Pasa un siglo más, y cuando las tradiciones de la Iglesia española parecían firmes y aseguradas, viene a arrojar nuevas semillas de discordia la reforma cluniacense, entablando a poco los galicanos declarada guerra contra el rito español, la cual sólo termina con la abolición de éste en 1071 y 1090.

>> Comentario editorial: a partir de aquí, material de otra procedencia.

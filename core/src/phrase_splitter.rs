// Copyright 2025 Umberto Gotti <umberto.gotti@umbertogotti.dev>
// Licensed under the Apache License, Version 2.0
// http://www.apache.org/licenses/LICENSE-2.0

use crate::config::Config;
use crate::word_counter::truncate_token;

/// Turns a free-text phrase into the ordered list of distinct search terms
#[derive(Debug, Clone, Copy)]
pub struct PhraseSplitter {
    max_terms: usize,
    max_term_length: usize,
}

impl PhraseSplitter {
    pub fn new(max_terms: usize, max_term_length: usize) -> Self {
        Self {
            max_terms,
            max_term_length,
        }
    }

    pub fn from_config(config: &Config) -> Self {
        Self::new(config.max_terms, config.max_token_length)
    }

    /// Split on whitespace keeping first occurrences in order. Terms are
    /// truncated like file tokens; terms past `max_terms` are dropped.
    pub fn split(&self, phrase: &str) -> Vec<String> {
        let mut terms: Vec<String> = Vec::new();
        for token in phrase.split_whitespace() {
            if terms.len() == self.max_terms {
                break;
            }
            let term = truncate_token(token, self.max_term_length);
            if !terms.iter().any(|existing| existing == term) {
                terms.push(term.to_string());
            }
        }
        terms
    }
}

La abadía de Cluny, célebre por la santidad y letras de sus monjes, y por la influencia que tuvieron en la Iglesia romana, llegando muchos de ellos a la tiara, fué en el siglo X eficacísimo dique contra las barbaries, corrupciones y simonías de aquella edad de hierro. Aumentado prodigiosamente el número de monasterios que obedecían su regla (en el siglo XII llegaban, según parece, a 2.000), ricos de privilegios y de exenciones, fueron extendiendo los cluniacenses su acción civilizadora, aunque tropezando a las veces con los demás benedictinos, no sujetos a aquella reforma, sin que por eso pudiera tachárselos de relajados. Por lo tocante a España, en modo alguno puede admitirse esa decadencia del monacato, y los documentos en que de ella se habla, dado que pasen por auténticos, son a todas luces de pluma parcial y extranjera. Pero ni aun de su autenticidad estamos seguros. Dicen los [p. 141] cronistas de la Orden de San Benito, que a principios del siglo XI llegó a oídos de D. Sancho el Mayor de Navarra la fama del Monasterio de Cluny, y que envió a él al monje español Paterno para que estudiara la reforma y la introdujese en San Juan de la Peña. El mismo Paterno y otros monjes pinnatenses reformaron el Monasterio de Oña, fundado como dúplice en 1011 por el conde D. Sancho, arrojando de allí a las religiosas, que vivían con poca reverencia, según dice el privilegio. Paterno dejó de abad a García. Conforme a otra versión, la reforma fué hecha por el ermitaño Íñigo, a quien trajo D. Sancho de las montañas de Jaca. Dícese también que era cluniacense el abad Ferrucio de San Millán de Siero, Monasterio fundado por D. Sancho el Mayor en 1033.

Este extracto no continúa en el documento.